Nathan Ramsey: I remember that conversation well. At that point I was waiting for a couple things to come through.  Now I guess the best way for me to put it is that I’ve had a good deal for a lot of years; I turned pro in 1993 and got my first factory deal in ’97, and ever since I’ve been on great teams with excellent support.  Being in this situation with the industry taking a step back like the rest of the economy, it’s been one of those deals where if I didn’t have a good solid program, that at this stage in my career I didn’t feel that it was worth it (to continue).  I hung around trying to get a couple things going—some actually started to make sense and look like it might work—but in the end it just didn’t.  When we spoke, I was prepared to go either way; as much as I wanted to race this year, I wasn’t going to force it. So I am retiring. 

In the past we’ve seen some great riders like Greg Albertyn, Doug Henry, and most recently Ricky Carmichael do a “farewell tour” prior to retiring; it’s disappointing that you don’t have that option.
I understand what you’re saying—it would have been nice to be able to plan it, and have more time to adjust into this next chapter of my life—but unfortunately for me, it hasn’t worked out that way.  I do feel like I was pushed in this direction, but nothing’s guaranteed. With the state of the economy it’s very unpredictable.  Given other circumstances, it wouldn’t have worked out like this.  Still, I play the cards that I’m dealt, and I feel really blessed to have had 15 years in the pro class.  I’ve been with the best teams in the business, and feel honored and fortunate to have been able to work with all of them. I think I’m right up there at the top with one of the longest careers.  Having good people around me like my parents, my wife Monica, Bob Moore at WMG Management, and Jeff Spencer has really helped me make good decisions.  I don’t think I was the most talented guy out there – a lot of the guys that I used to race with may be shocked that I went as far and long as I did!  It was all through good judgment, lots of hard work, and blessings from God that came together. 

Previously you seemed disappointed with the way you learned about the L&M team plans for 2009 – any final comment on that situation?

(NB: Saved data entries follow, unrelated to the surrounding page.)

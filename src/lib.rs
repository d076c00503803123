//! # Apiary - a configuration-driven HTTP resource client
//!
//! Apiary turns a declarative map of named endpoints into uniform, typed CRUD
//! and search operations. Every call runs through one pipeline that handles
//! authentication headers, per-endpoint timeouts, retries with exponential
//! backoff, `Retry-After` on rate limits, and error normalization.
//!
//! ## Quick Start
//!
//! ```no_run
//! use apiary::{ApiConfig, Client, EndpointConfig, SearchParameters, SortDirection};
//! use serde::{Deserialize, Serialize};
//! use std::time::Duration;
//!
//! #[derive(Deserialize)]
//! struct Item {
//!     id: u64,
//!     name: String,
//! }
//!
//! #[derive(Serialize)]
//! struct NewItem {
//!     name: String,
//! }
//!
//! #[tokio::main]
//! async fn main() -> Result<(), apiary::ApiError> {
//!     let config = ApiConfig::builder()
//!         .base_url("https://api.example.com/v1")?
//!         .endpoint(
//!             "items",
//!             EndpointConfig::new("inventory/items")
//!                 .timeout(Duration::from_secs(3))
//!                 .retries(2),
//!         )
//!         .build()?;
//!
//!     let client = Client::builder().config(config).build()?;
//!     let items = client.resource::<Item>("items")?;
//!
//!     // GET /v1/inventory/items?search=bolt&sort=...&page=1&limit=10
//!     let params = SearchParameters::new()
//!         .search("bolt")
//!         .sort("name", SortDirection::Asc)
//!         .limit(10);
//!     let page = items.search(Some(&params)).await?;
//!     println!("page 1 of {}", page.pagination.pages);
//!
//!     // POST /v1/inventory/items (never retried unless asked for)
//!     let created = items.create(&NewItem { name: "hex bolt".into() }).await?;
//!     println!("created {} ({})", created.data.id, created.data.name);
//!
//!     Ok(())
//! }
//! ```
//!
//! ## Errors
//!
//! Every failure is an [`ApiError`] with an [`ErrorKind`], an HTTP status
//! (`0` when none was received), and an optional code, path, and details:
//!
//! ```no_run
//! use apiary::{ErrorKind, ResourceClient};
//!
//! # async fn example(items: ResourceClient<serde_json::Value>) {
//! match items.read(42).await {
//!     Ok(item) => println!("{:?}", item.data),
//!     Err(e) if e.kind() == ErrorKind::Client && e.status() == 404 => println!("gone"),
//!     Err(e) if e.kind() == ErrorKind::Network => eprintln!("{}", e.message()),
//!     Err(e) => eprintln!("{} {:?}: {:?}", e.status(), e.code(), e.details()),
//! }
//! # }
//! ```
//!
//! ## Retries
//!
//! Idempotent calls (`search`, `read`, `remove`) are retried up to the
//! endpoint's retry count. Client errors (4xx other than 429) fail at once;
//! 429 honors `Retry-After`; everything else backs off `1s, 2s, 4s, ...` up to
//! [`MAX_RETRY_DELAY`](retry::MAX_RETRY_DELAY). `create` and `update` are sent
//! once unless [`ResourceClient::with_retries`] opts them in.

mod client;
pub mod config;
pub mod credentials;
pub mod endpoint;
mod error;
pub mod metadata;
pub mod params;
pub mod rate_limit;
mod resource;
pub mod response;
pub mod retry;

pub use client::{Client, ClientBuilder};
pub use config::{ApiConfig, EndpointConfig};
pub use credentials::{CredentialStore, MemoryCredentialStore};
pub use endpoint::{EndpointRegistry, ResolvedEndpoint};
pub use error::{ApiError, ErrorKind, Result, NETWORK_ERROR_MESSAGE};
pub use params::{build_query, SearchParameters, SortDirection, SortField};
pub use resource::ResourceClient;
pub use response::{ApiResponse, ApiSearchResponse, Pagination};
pub use retry::{RetryDecision, RetryPolicy};
//! Search parameters and their query-string encoding.
//!
//! [`build_query`] is a pure function: it turns [`SearchParameters`] into an
//! ordered list of query pairs. `filter` and `sort` are JSON-encoded so they
//! survive the trip through a query string unchanged.

use crate::{ApiError, Result};
use serde::{Deserialize, Serialize};
use serde_json::{Map, Value};

/// Page used when none is given.
pub const DEFAULT_PAGE: u32 = 1;

/// Page size used when none is given.
pub const DEFAULT_LIMIT: u32 = 100;

/// Sort order of a column.
#[derive(Debug, Clone, Copy, PartialEq, Eq, Hash, Default, Serialize, Deserialize)]
#[serde(rename_all = "lowercase")]
pub enum SortDirection {
    #[default]
    Asc,
    Desc,
}

/// One entry of a multi-column sort.
#[derive(Debug, Clone, PartialEq, Eq, Serialize, Deserialize)]
pub struct SortField {
    pub field: String,
    pub direction: SortDirection,
}

/// Structured search, filter, sort, pagination, and grouping options.
///
/// # Examples
///
/// ```
/// use apiary::{SearchParameters, SortDirection};
///
/// let params = SearchParameters::new()
///     .page(2)
///     .limit(25)
///     .search("widget")
///     .filter("status", "active")
///     .sort("created_at", SortDirection::Desc);
///
/// let query = params.to_query().unwrap();
/// assert_eq!(query.last().unwrap(), &("limit".to_string(), "25".to_string()));
/// ```
#[derive(Debug, Clone, Default, PartialEq, Serialize, Deserialize)]
pub struct SearchParameters {
    #[serde(default, skip_serializing_if = "Option::is_none")]
    pub page: Option<u32>,
    #[serde(default, skip_serializing_if = "Option::is_none")]
    pub limit: Option<u32>,
    #[serde(default, skip_serializing_if = "Option::is_none")]
    pub search: Option<String>,
    #[serde(default, skip_serializing_if = "Option::is_none")]
    pub filter: Option<Map<String, Value>>,
    #[serde(default, skip_serializing_if = "Vec::is_empty")]
    pub sort: Vec<SortField>,
    #[serde(default, skip_serializing_if = "Option::is_none")]
    pub groupby: Option<String>,
}

impl SearchParameters {
    pub fn new() -> Self {
        Self::default()
    }

    pub fn page(mut self, page: u32) -> Self {
        self.page = Some(page);
        self
    }

    pub fn limit(mut self, limit: u32) -> Self {
        self.limit = Some(limit);
        self
    }

    pub fn search(mut self, search: impl Into<String>) -> Self {
        self.search = Some(search.into());
        self
    }

    /// Adds one filter entry, creating the filter map if needed.
    pub fn filter(mut self, key: impl Into<String>, value: impl Into<Value>) -> Self {
        self.filter
            .get_or_insert_with(Map::new)
            .insert(key.into(), value.into());
        self
    }

    /// Appends a sort column; earlier columns take precedence.
    pub fn sort(mut self, field: impl Into<String>, direction: SortDirection) -> Self {
        self.sort.push(SortField {
            field: field.into(),
            direction,
        });
        self
    }

    pub fn group_by(mut self, field: impl Into<String>) -> Self {
        self.groupby = Some(field.into());
        self
    }

    /// The requested page, or [`DEFAULT_PAGE`].
    pub fn resolved_page(&self) -> u32 {
        self.page.unwrap_or(DEFAULT_PAGE)
    }

    /// The requested page size, or [`DEFAULT_LIMIT`].
    pub fn resolved_limit(&self) -> u32 {
        self.limit.unwrap_or(DEFAULT_LIMIT)
    }

    /// Encodes these parameters as query pairs. See [`build_query`].
    pub fn to_query(&self) -> Result<Vec<(String, String)>> {
        build_query(Some(self))
    }
}

/// Builds the query pairs for a search request.
///
/// Order: `search`, `filter`, `sort`, `groupby`, then always `page` and
/// `limit`. Absent options are omitted; an empty `sort` counts as absent.
///
/// # Errors
///
/// Returns a validation error if `page` or `limit` is zero.
pub fn build_query(params: Option<&SearchParameters>) -> Result<Vec<(String, String)>> {
    let Some(params) = params else {
        return Ok(vec![
            ("page".to_string(), DEFAULT_PAGE.to_string()),
            ("limit".to_string(), DEFAULT_LIMIT.to_string()),
        ]);
    };

    let page = params.resolved_page();
    let limit = params.resolved_limit();
    if page == 0 {
        return Err(ApiError::validation("page must be at least 1"));
    }
    if limit == 0 {
        return Err(ApiError::validation("limit must be at least 1"));
    }

    let mut query = Vec::with_capacity(6);

    if let Some(search) = &params.search {
        query.push(("search".to_string(), search.clone()));
    }

    if let Some(filter) = &params.filter {
        query.push(("filter".to_string(), encode("filter", filter)?));
    }

    if !params.sort.is_empty() {
        query.push(("sort".to_string(), encode("sort", &params.sort)?));
    }

    if let Some(groupby) = &params.groupby {
        query.push(("groupby".to_string(), groupby.clone()));
    }

    query.push(("page".to_string(), page.to_string()));
    query.push(("limit".to_string(), limit.to_string()));

    Ok(query)
}

fn encode<T: Serialize + ?Sized>(name: &str, value: &T) -> Result<String> {
    serde_json::to_string(value)
        .map_err(|e| ApiError::validation(format!("Failed to encode {}: {}", name, e)))
}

I had four great years with Larry (Brooks) and consider him to be a good friend. In our last interview it was very tough for me to talk about it.  Larry had his reasons for not resigning me – we don’t have to agree on everything.  He’s a businessman doing what he has to do; maybe I could have looked out for myself a little bit better.  Larry treats his riders great. Now someone else is there, and they have that opportunity.  I’m happy to have had what I had with him. He taught me so much.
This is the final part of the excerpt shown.